その原動力となったのが高齢化とそれに付随する要介護高齢者の増加への危惧であったにせよ、それをきっかけに高齢者に限局しない在宅療養の制度や仕組みができあがってきている。そして今日までのその発展を支えてきたのは、訪問看護の先駆者たちである。彼女たちの素晴らしい活躍によって、困難な疾患を抱える人たちの在宅での安心や安楽、虚弱な高齢者の再入院の予防、その人らしい在宅での看取りなどが得られている。
しかし今日、社会からの期待にこたえるには訪問看護の基盤が不足しているという現実がある。もっとたくさんの訪問看護ステーション、もっとたくさんの訪問看護師が必要なのである。

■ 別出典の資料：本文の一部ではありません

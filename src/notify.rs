//! Webhook notification after runs that found new vacancies.
//!
//! Delivery is best-effort: failures are logged and never fail the run.

use std::time::Duration;

use crate::scrape::ScrapeReport;

const NOTIFY_ITEM_CAP: usize = 5;
const NOTIFY_TIMEOUT: Duration = Duration::from_secs(10);

/// Compose the message text for a run summary.
pub fn format_message(report: &ScrapeReport) -> String {
    let mut msg = format!("{} new vacancies\n", report.run.new_count);
    for v in report.new_vacancies.iter().take(NOTIFY_ITEM_CAP) {
        msg.push_str(&format!(
            "- {} - {} @ {} ({:.0} SEK)\n",
            v.title, v.profession, v.municipality, v.procured_amount
        ));
    }
    msg
}

/// POST `{"text": ...}` to the webhook. No-op when the run found nothing
/// new.
pub async fn send_run_notice(webhook_url: &str, report: &ScrapeReport) {
    if report.run.new_count == 0 {
        return;
    }

    let body = serde_json::json!({ "text": format_message(report) });
    let client = match reqwest::Client::builder().timeout(NOTIFY_TIMEOUT).build() {
        Ok(c) => c,
        Err(err) => {
            tracing::warn!(error = %err, "could not build webhook client");
            return;
        }
    };

    match client.post(webhook_url).json(&body).send().await {
        Ok(resp) if resp.status().is_success() => {
            tracing::debug!("webhook notification delivered");
        }
        Ok(resp) => {
            tracing::warn!(status = %resp.status(), "webhook rejected notification");
        }
        Err(err) => {
            tracing::warn!(error = %err, "webhook notification failed");
        }
    }
}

このテキストは、看護を勉強する学生の皆さんが、訪問看護のもたらす在宅療養者・家族の安寧と満足を知り、将来の訪問看護師をめざしてくれることを願って、訪問看護の先駆者や訪問看護の熟達者、そして教育者たちによって執筆された。また、たとえ訪問看護師にはならなくとも、病院や施設から訪問看護師と連携できるだけの理解と知識は身につけてほしいという思いも込められている。訪問看護師は療養者・家族の何を大切にしているのか、どのようなレベル・種類のケアまで在宅でできるようになっているのか、今後に向けてどのような可能性があるのか、このテキストを使ってよく知って考えていただきたい。皆さんには訪問看護の意義と素晴らしさを身につけて、今後の日本の在宅療養をもっと発展させる人材となっていただきたいと思っている。そのための材料をこのテキストに込めたつもりである。
日本の在宅療養環境は、社会資源やそれらが連携できるシステムなどの改革中であり、さまざまな課題に気づかされる。しかし、療養者・家族の身になって考える訪問看護師たちによってこれまでも改革されてきており、今後もそうであるに違いないと考えている。